Stored data entries:
§ §

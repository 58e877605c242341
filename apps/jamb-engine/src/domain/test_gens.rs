// Proptest generators for domain types.

use proptest::prelude::*;

use crate::domain::rules::NUMBER_OF_DICE;
use crate::domain::sheet_types::{Category, CellRef, Column};

/// A rolled die face.
pub fn face() -> impl Strategy<Value = u8> {
    1u8..=6
}

/// Six rolled dice.
pub fn dice() -> impl Strategy<Value = [u8; NUMBER_OF_DICE]> {
    prop::array::uniform6(face())
}

/// Which dice are held before a reroll.
pub fn hold_mask() -> impl Strategy<Value = [bool; NUMBER_OF_DICE]> {
    prop::array::uniform6(any::<bool>())
}

pub fn category() -> impl Strategy<Value = Category> {
    prop::sample::select(Category::ALL.to_vec())
}

pub fn column() -> impl Strategy<Value = Column> {
    prop::sample::select(Column::ALL.to_vec())
}

pub fn cell_ref() -> impl Strategy<Value = CellRef> {
    (column(), category()).prop_map(|(column, category)| CellRef::new(column, category))
}

pub fn proptest_config() -> ProptestConfig {
    ProptestConfig {
        cases: engine_test_support::fixtures::proptest_cases(256),
        ..ProptestConfig::default()
    }
}
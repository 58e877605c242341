//! Error handling for the Jamb engine.

pub mod domain;
pub mod error_code;

pub use domain::{DomainError, ValidationKind};
pub use error_code::ErrorCode;
use std::ops::RangeInclusive;

pub const NUMBER_OF_DICE: usize = 6;
pub const MAX_PLAYERS: usize = 4;
pub const PLAYER_COUNT_RANGE: RangeInclusive<usize> = 1..=MAX_PLAYERS;

/// Upper-section subtotal that earns the bonus.
pub const UPPER_BONUS_THRESHOLD: i32 = 60;
pub const UPPER_BONUS: i32 = 30;

/// Cells outside the Checkout column; an upper bound on hands a game can last
/// without stranding a player with nothing to write.
pub const MAX_HANDS: u8 = 65;

/// Roll budget for a turn.
///
/// The final hand of the game (exactly one hand remaining) grants
/// `bonus` extra rolls on top of the regular budget.
pub fn roll_budget(rolls_per_turn: u8, bonus: u8, hands_remaining: u8) -> u8 {
    if hands_remaining == 1 {
        rolls_per_turn.saturating_add(bonus)
    } else {
        rolls_per_turn
    }
}

pub fn valid_player_count(count: usize) -> bool {
    PLAYER_COUNT_RANGE.contains(&count)
}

§ §

What you are asked to do: Set down, word for word, each line from the top of the records above through the line with "rolled die face.".

Solution for this problem:
repository 58e877605c242341
filename apps/jamb-engine/src/domain/test_gens.rs
// Proptest generators for domain types.

use proptest::prelude::*;

use crate::domain::rules::NUMBER_OF_DICE;
use crate::domain::sheet_types::{Category, CellRef, Column};

/// A rolled die face.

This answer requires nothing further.